• **Instructions to follow**:
Comb through the entries for "frac" and pull out each line that holds it.

• **Record excerpts**:
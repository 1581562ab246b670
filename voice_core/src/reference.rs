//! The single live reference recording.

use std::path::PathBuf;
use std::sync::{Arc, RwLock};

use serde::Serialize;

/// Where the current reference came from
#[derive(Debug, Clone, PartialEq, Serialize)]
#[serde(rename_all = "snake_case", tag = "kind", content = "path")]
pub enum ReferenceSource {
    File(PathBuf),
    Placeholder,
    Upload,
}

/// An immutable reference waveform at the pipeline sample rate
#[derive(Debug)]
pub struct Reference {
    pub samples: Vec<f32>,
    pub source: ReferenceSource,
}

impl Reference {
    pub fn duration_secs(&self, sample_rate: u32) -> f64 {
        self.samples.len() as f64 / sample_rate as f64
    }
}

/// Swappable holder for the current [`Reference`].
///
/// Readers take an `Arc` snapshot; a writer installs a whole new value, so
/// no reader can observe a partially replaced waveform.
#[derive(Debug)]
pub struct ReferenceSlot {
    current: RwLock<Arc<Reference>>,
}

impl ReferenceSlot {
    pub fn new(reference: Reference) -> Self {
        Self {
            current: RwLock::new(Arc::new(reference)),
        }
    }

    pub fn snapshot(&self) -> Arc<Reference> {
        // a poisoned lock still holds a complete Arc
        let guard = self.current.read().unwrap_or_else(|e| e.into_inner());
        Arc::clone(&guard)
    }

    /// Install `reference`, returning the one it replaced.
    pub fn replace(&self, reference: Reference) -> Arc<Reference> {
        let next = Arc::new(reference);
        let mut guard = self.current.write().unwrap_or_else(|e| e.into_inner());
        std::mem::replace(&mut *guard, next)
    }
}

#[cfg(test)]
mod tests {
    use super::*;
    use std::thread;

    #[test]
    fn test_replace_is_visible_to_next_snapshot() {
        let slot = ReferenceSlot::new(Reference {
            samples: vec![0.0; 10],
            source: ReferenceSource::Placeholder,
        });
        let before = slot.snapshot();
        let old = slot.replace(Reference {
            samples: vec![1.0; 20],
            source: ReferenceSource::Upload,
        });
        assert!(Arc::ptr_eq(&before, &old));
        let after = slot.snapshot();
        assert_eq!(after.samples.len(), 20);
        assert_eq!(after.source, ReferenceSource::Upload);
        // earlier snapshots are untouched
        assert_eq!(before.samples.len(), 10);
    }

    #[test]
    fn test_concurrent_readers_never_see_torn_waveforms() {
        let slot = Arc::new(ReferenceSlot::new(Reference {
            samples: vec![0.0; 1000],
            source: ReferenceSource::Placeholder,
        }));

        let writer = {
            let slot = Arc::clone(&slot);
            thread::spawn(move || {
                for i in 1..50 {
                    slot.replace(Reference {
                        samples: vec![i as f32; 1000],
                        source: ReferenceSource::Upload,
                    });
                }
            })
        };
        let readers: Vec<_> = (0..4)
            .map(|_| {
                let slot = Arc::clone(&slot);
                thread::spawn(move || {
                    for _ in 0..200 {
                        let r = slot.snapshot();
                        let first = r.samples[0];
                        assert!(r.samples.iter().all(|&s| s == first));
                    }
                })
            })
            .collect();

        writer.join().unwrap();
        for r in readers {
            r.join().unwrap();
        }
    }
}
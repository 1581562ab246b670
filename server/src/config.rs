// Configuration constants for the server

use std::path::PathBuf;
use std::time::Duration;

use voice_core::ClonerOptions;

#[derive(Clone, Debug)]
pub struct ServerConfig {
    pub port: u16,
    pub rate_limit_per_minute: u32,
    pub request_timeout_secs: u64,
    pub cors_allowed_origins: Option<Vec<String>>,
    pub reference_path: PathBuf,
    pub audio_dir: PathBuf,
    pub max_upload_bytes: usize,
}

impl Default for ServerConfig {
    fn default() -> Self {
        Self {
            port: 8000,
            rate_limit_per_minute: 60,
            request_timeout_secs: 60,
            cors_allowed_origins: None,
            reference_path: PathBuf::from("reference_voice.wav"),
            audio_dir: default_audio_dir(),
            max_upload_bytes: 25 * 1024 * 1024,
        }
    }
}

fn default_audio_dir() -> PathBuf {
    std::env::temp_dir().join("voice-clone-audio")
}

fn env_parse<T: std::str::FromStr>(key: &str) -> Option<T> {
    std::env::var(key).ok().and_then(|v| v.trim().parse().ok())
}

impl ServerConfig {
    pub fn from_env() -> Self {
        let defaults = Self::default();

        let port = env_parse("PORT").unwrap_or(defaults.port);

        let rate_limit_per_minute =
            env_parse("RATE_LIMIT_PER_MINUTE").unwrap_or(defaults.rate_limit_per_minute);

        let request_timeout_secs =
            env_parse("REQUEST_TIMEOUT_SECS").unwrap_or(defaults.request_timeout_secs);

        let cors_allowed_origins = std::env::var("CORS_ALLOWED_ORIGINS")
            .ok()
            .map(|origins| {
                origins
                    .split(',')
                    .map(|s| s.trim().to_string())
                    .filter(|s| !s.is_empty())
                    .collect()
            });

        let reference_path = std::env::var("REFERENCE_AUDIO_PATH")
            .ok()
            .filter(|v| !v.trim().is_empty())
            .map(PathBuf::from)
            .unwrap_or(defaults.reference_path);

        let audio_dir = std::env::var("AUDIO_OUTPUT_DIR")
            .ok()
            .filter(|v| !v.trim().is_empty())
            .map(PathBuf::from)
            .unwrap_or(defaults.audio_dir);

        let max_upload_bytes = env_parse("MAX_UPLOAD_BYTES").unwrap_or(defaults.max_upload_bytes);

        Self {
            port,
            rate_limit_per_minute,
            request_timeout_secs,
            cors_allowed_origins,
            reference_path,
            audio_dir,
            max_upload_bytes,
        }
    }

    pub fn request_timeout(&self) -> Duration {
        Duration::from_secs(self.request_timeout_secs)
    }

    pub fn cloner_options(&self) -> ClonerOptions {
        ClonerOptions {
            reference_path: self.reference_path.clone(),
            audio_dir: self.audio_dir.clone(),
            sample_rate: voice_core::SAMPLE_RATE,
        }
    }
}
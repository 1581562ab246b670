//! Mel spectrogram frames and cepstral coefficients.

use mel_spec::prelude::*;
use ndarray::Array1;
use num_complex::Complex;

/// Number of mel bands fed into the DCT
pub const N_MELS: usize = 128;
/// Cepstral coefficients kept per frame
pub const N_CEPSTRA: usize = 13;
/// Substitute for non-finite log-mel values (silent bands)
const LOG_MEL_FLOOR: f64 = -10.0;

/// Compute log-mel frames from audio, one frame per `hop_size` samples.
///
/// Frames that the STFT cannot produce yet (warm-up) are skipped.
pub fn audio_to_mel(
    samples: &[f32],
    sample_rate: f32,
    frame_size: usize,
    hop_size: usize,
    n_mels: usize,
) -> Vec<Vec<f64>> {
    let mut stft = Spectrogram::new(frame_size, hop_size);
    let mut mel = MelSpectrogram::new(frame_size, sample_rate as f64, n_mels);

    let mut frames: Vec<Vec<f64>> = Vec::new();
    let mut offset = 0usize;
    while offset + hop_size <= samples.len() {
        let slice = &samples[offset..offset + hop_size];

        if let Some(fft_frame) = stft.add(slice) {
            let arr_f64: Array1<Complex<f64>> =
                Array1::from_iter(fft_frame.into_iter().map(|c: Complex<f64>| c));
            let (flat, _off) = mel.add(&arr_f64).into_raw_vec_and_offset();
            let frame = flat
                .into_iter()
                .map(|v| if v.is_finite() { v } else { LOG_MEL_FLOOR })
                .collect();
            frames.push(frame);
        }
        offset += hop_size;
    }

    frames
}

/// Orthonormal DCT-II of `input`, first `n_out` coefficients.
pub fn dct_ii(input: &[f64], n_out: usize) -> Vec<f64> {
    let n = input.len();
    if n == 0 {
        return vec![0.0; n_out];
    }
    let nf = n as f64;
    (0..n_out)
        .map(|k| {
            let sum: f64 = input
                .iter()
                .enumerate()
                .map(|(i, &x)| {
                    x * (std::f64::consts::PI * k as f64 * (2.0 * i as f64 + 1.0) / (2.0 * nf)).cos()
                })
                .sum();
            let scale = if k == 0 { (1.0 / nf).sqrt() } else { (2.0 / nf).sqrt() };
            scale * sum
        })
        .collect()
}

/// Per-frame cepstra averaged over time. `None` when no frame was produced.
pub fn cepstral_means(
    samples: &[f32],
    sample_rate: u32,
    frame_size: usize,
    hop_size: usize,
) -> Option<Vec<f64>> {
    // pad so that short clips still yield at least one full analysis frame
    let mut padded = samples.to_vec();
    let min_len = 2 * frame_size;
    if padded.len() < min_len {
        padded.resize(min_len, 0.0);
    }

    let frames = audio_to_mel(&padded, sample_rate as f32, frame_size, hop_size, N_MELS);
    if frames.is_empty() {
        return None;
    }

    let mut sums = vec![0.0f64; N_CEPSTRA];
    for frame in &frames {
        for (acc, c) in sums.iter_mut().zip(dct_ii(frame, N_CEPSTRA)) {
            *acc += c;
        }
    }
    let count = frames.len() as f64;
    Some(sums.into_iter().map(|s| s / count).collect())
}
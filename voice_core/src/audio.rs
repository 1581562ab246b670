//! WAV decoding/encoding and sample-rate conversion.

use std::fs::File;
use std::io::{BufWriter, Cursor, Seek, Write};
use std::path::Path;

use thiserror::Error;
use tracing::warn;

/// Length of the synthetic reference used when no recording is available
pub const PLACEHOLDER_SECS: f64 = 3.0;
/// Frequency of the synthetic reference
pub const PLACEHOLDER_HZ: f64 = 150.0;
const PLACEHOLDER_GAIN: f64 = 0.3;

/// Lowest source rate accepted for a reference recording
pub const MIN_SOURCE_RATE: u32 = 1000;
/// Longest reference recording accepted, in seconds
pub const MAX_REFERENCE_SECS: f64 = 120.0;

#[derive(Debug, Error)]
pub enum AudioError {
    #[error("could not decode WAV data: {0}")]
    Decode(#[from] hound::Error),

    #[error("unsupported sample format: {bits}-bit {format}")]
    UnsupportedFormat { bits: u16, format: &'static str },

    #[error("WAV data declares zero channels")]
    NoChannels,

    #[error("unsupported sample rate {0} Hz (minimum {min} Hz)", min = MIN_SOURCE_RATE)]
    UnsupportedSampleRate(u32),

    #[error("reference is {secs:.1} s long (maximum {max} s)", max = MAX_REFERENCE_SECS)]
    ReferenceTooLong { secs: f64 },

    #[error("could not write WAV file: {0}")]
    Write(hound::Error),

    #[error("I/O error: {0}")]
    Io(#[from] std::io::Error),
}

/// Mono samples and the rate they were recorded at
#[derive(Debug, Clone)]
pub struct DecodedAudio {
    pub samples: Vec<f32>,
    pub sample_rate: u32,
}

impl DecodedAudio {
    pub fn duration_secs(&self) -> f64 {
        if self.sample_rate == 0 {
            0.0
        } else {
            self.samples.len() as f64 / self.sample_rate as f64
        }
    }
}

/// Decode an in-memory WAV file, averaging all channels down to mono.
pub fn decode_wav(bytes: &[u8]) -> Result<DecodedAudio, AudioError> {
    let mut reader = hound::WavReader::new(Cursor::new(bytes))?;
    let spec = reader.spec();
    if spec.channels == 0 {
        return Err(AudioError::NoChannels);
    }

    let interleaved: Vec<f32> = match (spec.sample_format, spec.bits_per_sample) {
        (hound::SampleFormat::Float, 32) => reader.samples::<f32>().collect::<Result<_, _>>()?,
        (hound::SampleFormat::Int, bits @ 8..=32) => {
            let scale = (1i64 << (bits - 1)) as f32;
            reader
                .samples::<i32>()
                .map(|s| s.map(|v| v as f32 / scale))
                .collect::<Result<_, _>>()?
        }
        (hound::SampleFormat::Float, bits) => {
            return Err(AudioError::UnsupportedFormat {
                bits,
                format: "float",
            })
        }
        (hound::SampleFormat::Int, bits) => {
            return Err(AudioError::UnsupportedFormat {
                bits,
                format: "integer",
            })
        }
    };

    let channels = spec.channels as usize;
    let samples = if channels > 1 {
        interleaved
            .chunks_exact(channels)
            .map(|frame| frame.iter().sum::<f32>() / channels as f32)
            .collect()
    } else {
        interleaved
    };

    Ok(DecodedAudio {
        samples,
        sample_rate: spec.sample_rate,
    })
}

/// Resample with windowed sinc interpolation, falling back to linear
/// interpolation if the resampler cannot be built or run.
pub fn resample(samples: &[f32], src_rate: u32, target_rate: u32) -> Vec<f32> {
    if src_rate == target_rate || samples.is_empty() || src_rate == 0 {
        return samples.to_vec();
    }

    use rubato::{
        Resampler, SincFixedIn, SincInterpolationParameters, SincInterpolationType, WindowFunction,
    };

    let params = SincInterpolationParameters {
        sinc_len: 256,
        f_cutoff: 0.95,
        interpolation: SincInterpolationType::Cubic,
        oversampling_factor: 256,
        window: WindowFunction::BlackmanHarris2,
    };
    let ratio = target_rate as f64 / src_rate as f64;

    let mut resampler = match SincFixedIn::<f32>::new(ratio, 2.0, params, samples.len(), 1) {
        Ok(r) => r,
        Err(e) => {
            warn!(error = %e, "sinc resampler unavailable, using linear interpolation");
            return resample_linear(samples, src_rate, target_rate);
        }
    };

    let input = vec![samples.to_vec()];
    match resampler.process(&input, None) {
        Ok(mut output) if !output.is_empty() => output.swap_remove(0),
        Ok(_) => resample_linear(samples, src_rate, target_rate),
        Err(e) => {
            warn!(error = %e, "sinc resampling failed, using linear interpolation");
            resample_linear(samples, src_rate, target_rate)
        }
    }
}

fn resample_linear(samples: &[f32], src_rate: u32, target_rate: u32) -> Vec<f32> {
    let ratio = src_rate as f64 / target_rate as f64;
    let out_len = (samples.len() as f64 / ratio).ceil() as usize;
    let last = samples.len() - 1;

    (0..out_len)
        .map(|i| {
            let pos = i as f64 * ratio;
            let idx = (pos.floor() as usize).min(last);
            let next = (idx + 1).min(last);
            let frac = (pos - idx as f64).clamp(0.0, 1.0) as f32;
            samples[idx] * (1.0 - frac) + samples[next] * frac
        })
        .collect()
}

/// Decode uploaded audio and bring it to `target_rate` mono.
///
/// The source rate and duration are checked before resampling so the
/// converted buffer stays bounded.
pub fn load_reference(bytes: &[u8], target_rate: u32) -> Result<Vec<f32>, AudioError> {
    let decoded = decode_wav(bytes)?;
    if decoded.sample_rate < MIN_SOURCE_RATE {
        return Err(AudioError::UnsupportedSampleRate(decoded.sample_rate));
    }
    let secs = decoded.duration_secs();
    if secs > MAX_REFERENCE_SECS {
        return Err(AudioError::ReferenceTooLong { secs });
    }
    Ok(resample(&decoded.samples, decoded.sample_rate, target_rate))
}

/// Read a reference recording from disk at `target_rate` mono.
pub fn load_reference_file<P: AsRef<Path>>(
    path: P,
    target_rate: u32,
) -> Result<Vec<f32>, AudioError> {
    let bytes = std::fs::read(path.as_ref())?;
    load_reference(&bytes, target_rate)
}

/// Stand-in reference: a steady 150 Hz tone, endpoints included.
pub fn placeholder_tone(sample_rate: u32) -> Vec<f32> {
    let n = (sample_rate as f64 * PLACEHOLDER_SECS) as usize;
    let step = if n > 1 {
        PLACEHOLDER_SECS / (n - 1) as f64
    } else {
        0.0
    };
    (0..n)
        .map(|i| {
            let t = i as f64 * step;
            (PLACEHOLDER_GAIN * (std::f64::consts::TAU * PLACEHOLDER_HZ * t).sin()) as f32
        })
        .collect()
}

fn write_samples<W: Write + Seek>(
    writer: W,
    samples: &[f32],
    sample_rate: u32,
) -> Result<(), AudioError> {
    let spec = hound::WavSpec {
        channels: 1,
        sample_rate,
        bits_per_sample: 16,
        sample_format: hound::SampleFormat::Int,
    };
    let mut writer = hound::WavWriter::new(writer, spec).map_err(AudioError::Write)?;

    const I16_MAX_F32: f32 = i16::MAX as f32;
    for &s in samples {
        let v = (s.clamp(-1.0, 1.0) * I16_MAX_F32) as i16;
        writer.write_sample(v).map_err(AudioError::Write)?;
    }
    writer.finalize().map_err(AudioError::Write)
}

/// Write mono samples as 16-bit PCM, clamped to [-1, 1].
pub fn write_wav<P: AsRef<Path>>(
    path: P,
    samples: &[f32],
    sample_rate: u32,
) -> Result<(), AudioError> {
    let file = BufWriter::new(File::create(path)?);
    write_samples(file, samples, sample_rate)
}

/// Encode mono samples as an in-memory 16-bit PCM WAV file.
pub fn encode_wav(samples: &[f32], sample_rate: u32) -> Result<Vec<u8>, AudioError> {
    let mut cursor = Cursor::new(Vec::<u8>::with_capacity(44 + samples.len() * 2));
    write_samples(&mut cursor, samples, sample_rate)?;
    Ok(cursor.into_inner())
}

• **Answer for this exercise**:
            let frac = (pos - idx as f64).clamp(0.0, 1.0) as f32;
            samples[idx] * (1.0 - frac) + samples[next] * frac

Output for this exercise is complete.